Managing stress and/or stage fright is touched upon in courses dedicated to practical aspects of the profession, and individual teachers may choose to address these issues within their studios.
Conservatoire specifications include emphasis on the practice of music of our time, contextual approaches to analysis and music history, sight-reading, and solfège.
Over 400 artists and pedagogues offer training to the Conservatoire’s 1300-member student body.
How many opportunities do your students have to gain performance experience and/or contact with the profession whilst studying?
Professional development and public performance opportunities are essential to training at the Conservatoire, which has developed numerous artistic partnerships with professional organisations as well as a lively international network proposing joint programmes, exchanges, residencies and tours in over 40 countries. The Conservatoire’s musicians and dancers participate in over 370 performances each year, of which 160 are outside the Conservatoire. Partnerships with the Paris Orchestra and Radio-France Philharmonic offer participation in orchestra academies for highly motivated students who are selected competitively.
Studies of alumni conducted 3 years after graduation show a high rate of professional integration : nearly 92% of alumni are practicing the principal activity listed in the “activities referential” of their diploma, including teaching in their subject area.
How different do you believe the varying career paths (solo player, chamber and orchestral musician) are, and how does your teaching reflect this?
The reality of today’s professional world is a multi-faceted one, and studies show that alumni are increasingly leading portfolio careers which integrate performance, teaching, research, outreach and educational activities.

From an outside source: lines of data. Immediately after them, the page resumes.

impl CostEngine {
    pub fn new(config: CostConfig) -> Self {
        Self { config }
    }

    pub fn config(&self) -> &CostConfig {
        &self.config
    }

    /// Compute the full breakdown for one print.
    ///
    /// Degenerate inputs (zero lifetimes, empty spools, no print time)
    /// price at zero rather than failing. Non-finite inputs are not
    /// checked here; see [`CalculationRequest::validate`].
    pub fn calculate(&self, request: &CalculationRequest<'_>) -> CostBreakdown {
        let minutes = request.print_time_minutes;
        let hours = minutes / MINUTES_PER_HOUR;
        let electricity_rate = request
            .electricity_rate
            .unwrap_or(self.config.electricity_rate);
        let failure_rate = request.failure_rate.unwrap_or(self.config.failure_rate);
        let printer = request.printer;

        let filament = FilamentLine {
            grams: request.filament_grams,
            price_per_gram: request.filament.price_per_gram(),
            cost: request.filament.cost(request.filament_grams),
        };

        let power_watts = printer.total_power_watts();
        let kwh = power_watts * hours / 1000.0;
        let electricity = ElectricityLine {
            power_watts,
            kwh,
            rate: electricity_rate,
            cost: kwh * electricity_rate,
        };

        let depreciation = DepreciationLine {
            printer_per_hour: printer.depreciation_per_hour(),
            auxiliary_per_hour: printer
                .auxiliary
                .as_ref()
                .map_or(0.0, Depreciating::depreciation_per_hour),
            cost: printer.total_depreciation_cost(minutes),
        };

        let consumables: Vec<ConsumableLine> = request
            .consumables
            .iter()
            .map(|c| ConsumableLine {
                id: c.id.clone(),
                name: c.name.clone(),
                kind: c.kind,
                cost_per_hour: c.cost_per_hour(),
                cost: c.cost_per_hour() * hours,
            })
            .collect();
        let consumables_cost: f64 = consumables.iter().map(|line| line.cost).sum();

        let labor = LaborLine {
            hourly_rate: request.labor_hourly_rate,
            hours: request.labor_hours,
            cost: request.labor_hourly_rate * request.labor_hours,
        };

        let components = ComponentCosts {
            filament: filament.cost,
            electricity: electricity.cost,
            depreciation: depreciation.cost,
            consumables: consumables_cost,
            labor: labor.cost,
        };
        let pricing = price(&components, failure_rate, request.markup_percent);

        debug!(
            printer = %printer.id,
            filament = %request.filament.id,
            minutes,
            grams = request.filament_grams,
            subtotal = pricing.subtotal,
            total = pricing.total,
            "Calculated print cost"
        );

        CostBreakdown {
            percentages: components.percentages(pricing.subtotal),
            filament,
            electricity,
            depreciation,
            consumables,
            consumables_cost,
            labor,
            subtotal: pricing.subtotal,
            failure_rate,
            effective_cost: pricing.effective_cost,
            failure_buffer: pricing.failure_buffer,
            markup_percent: request.markup_percent,
            markup_amount: pricing.markup_amount,
            total: pricing.total,
            parameters: UsageParameters {
                printer_id: printer.id.clone(),
                filament_id: request.filament.id.clone(),
                consumable_ids: request.consumables.iter().map(|c| c.id.clone()).collect(),
                print_time_minutes: minutes,
                filament_grams: request.filament_grams,
                electricity_rate,
                failure_rate,
                labor_hourly_rate: request.labor_hourly_rate,
                labor_hours: request.labor_hours,
                markup_percent: request.markup_percent,
            },
        }
    }

    /// Total price of a what-if estimate, using the same stages as
    /// [`CostEngine::calculate`] on a stand-in printer and spool.
    pub fn quick_calculate(&self, estimate: &QuickEstimate) -> f64 {
        let printer = Printer::from_record(
            PrinterRecord {
                id: "quick-estimate".to_string(),
                purchase_price: estimate.printer_price,
                estimated_lifetime_hours: estimate.printer_lifetime_hours,
                printing_watts: estimate.printer_watts,
                ..Default::default()
            },
            &self.config,
        );
        // A one-gram spool priced at the per-gram rate.
        let spool = estimate.price_per_gram.map(|price| FilamentRecord {
            id: "quick-estimate".to_string(),
            spool_weight_g: Some(1.0),
            spool_price: Some(price),
            ..Default::default()
        });
        let filament = Filament::from_record(
            spool.unwrap_or_else(|| FilamentRecord {
                id: "quick-estimate".to_string(),
                ..Default::default()
            }),
            &self.config,
        );

        let mut request = CalculationRequest::new(
            &printer,
            &filament,
            estimate.print_time_minutes,
            estimate.filament_grams,
        )
        .with_labor(estimate.labor_hourly_rate, estimate.labor_hours)
        .with_markup(estimate.markup_percent);
        request.electricity_rate = estimate.electricity_rate;
        request.failure_rate = estimate.failure_rate;

        self.calculate(&request).total
    }
}
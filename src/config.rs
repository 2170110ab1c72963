//! Engine configuration and default tables.
//!
//! A [`CostConfig`] is built once (from the built-in defaults or a TOML file)
//! and handed to [`CostEngine::new`](crate::CostEngine::new). It is never
//! mutated afterwards.

use std::path::Path;

use serde::{Deserialize, Serialize};

use crate::error::Result;
use crate::models::ConsumableKind;

/// Defaults applied by the cost engine and by the `from_record` constructors.
///
/// # Example
///
/// ```
/// use print_cost::CostConfig;
///
/// let config = CostConfig::from_toml_str("electricity_rate = 0.30").unwrap();
/// assert_eq!(config.electricity_rate, 0.30);
/// assert_eq!(config.failure_rate, 0.05);
/// ```
#[derive(Debug, Clone, PartialEq, Serialize, Deserialize)]
#[serde(default)]
pub struct CostConfig {
    /// Price per kWh.
    pub electricity_rate: f64,
    /// Expected fraction of failed prints, in `[0, 1)`.
    pub failure_rate: f64,
    pub filament: FilamentDefaults,
    pub printer: PrinterDefaults,
    pub auxiliary: AuxiliaryDefaults,
    pub consumables: ConsumableDefaultsTable,
}

impl Default for CostConfig {
    fn default() -> Self {
        Self {
            electricity_rate: 0.15,
            failure_rate: 0.05,
            filament: FilamentDefaults::default(),
            printer: PrinterDefaults::default(),
            auxiliary: AuxiliaryDefaults::default(),
            consumables: ConsumableDefaultsTable::default(),
        }
    }
}

impl CostConfig {
    /// Parse a TOML document. Missing keys keep their built-in default.
    pub fn from_toml_str(source: &str) -> Result<Self> {
        Ok(toml::from_str(source)?)
    }

    /// Read and parse a TOML configuration file.
    pub fn load(path: &Path) -> Result<Self> {
        let source = std::fs::read_to_string(path)?;
        Self::from_toml_str(&source)
    }
}

#[derive(Debug, Clone, PartialEq, Serialize, Deserialize)]
#[serde(default)]
pub struct FilamentDefaults {
    pub diameter_mm: f64,
    /// g/cm³ (PLA).
    pub density: f64,
    pub spool_weight_g: f64,
    pub spool_price: f64,
}

impl Default for FilamentDefaults {
    fn default() -> Self {
        Self {
            diameter_mm: 1.75,
            density: 1.24,
            spool_weight_g: 1000.0,
            spool_price: 25.0,
        }
    }
}

#[derive(Debug, Clone, PartialEq, Serialize, Deserialize)]
#[serde(default)]
pub struct PrinterDefaults {
    pub purchase_price: f64,
    pub lifetime_hours: f64,
    pub printing_watts: f64,
}

impl Default for PrinterDefaults {
    fn default() -> Self {
        Self {
            purchase_price: 300.0,
            lifetime_hours: 5000.0,
            printing_watts: 120.0,
        }
    }
}

/// Defaults for an attached multi-material unit or similar module.
#[derive(Debug, Clone, PartialEq, Serialize, Deserialize)]
#[serde(default)]
pub struct AuxiliaryDefaults {
    pub working_watts: f64,
    pub purchase_price: f64,
    pub lifetime_hours: f64,
}

impl Default for AuxiliaryDefaults {
    fn default() -> Self {
        Self {
            working_watts: 10.0,
            purchase_price: 0.0,
            lifetime_hours: 5000.0,
        }
    }
}

#[derive(Debug, Clone, Copy, PartialEq, Serialize, Deserialize)]
pub struct ConsumableDefaults {
    pub unit_price: f64,
    pub lifetime_hours: f64,
}

impl ConsumableDefaults {
    const fn new(unit_price: f64, lifetime_hours: f64) -> Self {
        Self {
            unit_price,
            lifetime_hours,
        }
    }
}

/// Per-kind wear part defaults.
///
/// A kind's table in TOML may set either key; the other keeps that kind's
/// built-in value.
#[derive(Debug, Clone, PartialEq, Serialize, Deserialize)]
#[serde(from = "PartialConsumableTable")]
pub struct ConsumableDefaultsTable {
    pub nozzle: ConsumableDefaults,
    pub build_plate: ConsumableDefaults,
    pub ptfe_tube: ConsumableDefaults,
    pub belt: ConsumableDefaults,
    pub hotend: ConsumableDefaults,
    pub other: ConsumableDefaults,
}

impl Default for ConsumableDefaultsTable {
    fn default() -> Self {
        Self {
            nozzle: ConsumableDefaults::new(8.0, 500.0),
            build_plate: ConsumableDefaults::new(35.0, 2000.0),
            ptfe_tube: ConsumableDefaults::new(5.0, 1000.0),
            belt: ConsumableDefaults::new(15.0, 3000.0),
            hotend: ConsumableDefaults::new(60.0, 4000.0),
            other: ConsumableDefaults::new(10.0, 1000.0),
        }
    }
}

#[derive(Debug, Default, Deserialize)]
struct PartialConsumableDefaults {
    unit_price: Option<f64>,
    lifetime_hours: Option<f64>,
}

impl PartialConsumableDefaults {
    fn or(self, fallback: ConsumableDefaults) -> ConsumableDefaults {
        ConsumableDefaults {
            unit_price: self.unit_price.unwrap_or(fallback.unit_price),
            lifetime_hours: self.lifetime_hours.unwrap_or(fallback.lifetime_hours),
        }
    }
}

#[derive(Debug, Default, Deserialize)]
#[serde(default)]
struct PartialConsumableTable {
    nozzle: PartialConsumableDefaults,
    build_plate: PartialConsumableDefaults,
    ptfe_tube: PartialConsumableDefaults,
    belt: PartialConsumableDefaults,
    hotend: PartialConsumableDefaults,
    other: PartialConsumableDefaults,
}

impl From<PartialConsumableTable> for ConsumableDefaultsTable {
    fn from(partial: PartialConsumableTable) -> Self {
        let builtin = Self::default();
        Self {
            nozzle: partial.nozzle.or(builtin.nozzle),
            build_plate: partial.build_plate.or(builtin.build_plate),
            ptfe_tube: partial.ptfe_tube.or(builtin.ptfe_tube),
            belt: partial.belt.or(builtin.belt),
            hotend: partial.hotend.or(builtin.hotend),
            other: partial.other.or(builtin.other),
        }
    }
}

impl ConsumableDefaultsTable {
    pub fn get(&self, kind: ConsumableKind) -> ConsumableDefaults {
        match kind {
            ConsumableKind::Nozzle => self.nozzle,
            ConsumableKind::BuildPlate => self.build_plate,
            ConsumableKind::PtfeTube => self.ptfe_tube,
            ConsumableKind::Belt => self.belt,
            ConsumableKind::Hotend => self.hotend,
            ConsumableKind::Other => self.other,
        }
    }
}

One no longer trains to simply become a soloist or an orchestra musician, but is called upon to imagine concert programmes and educational activities for diverse populations such as families, young children, the handicapped, the elderly, or prisoners… Musicians need to be at ease with organising, writing, speaking, and defending their musical and pedagogical ideas just as much as they need to know how to collaborate artistically as well as with funding bodies, for example.
As such, the Conservatoire’s approach is a broad one which seeks to provide the skills and experience to successfully navigate in an increasingly complex cultural and societal context.
Do you encourage your students to participate at international competitions?
Participation in international competitions per se is not officially integrated into curricula, however many students and teachers see international competitions as useful both pedagogically and professionally because on the one hand, they allow students to learn new repertoire and to perform it in public, and on the other, they can – by participating in such competitions – offer young musicians the opportunity to develop a strong professional network which then often proves invaluable in the musician’s future career path.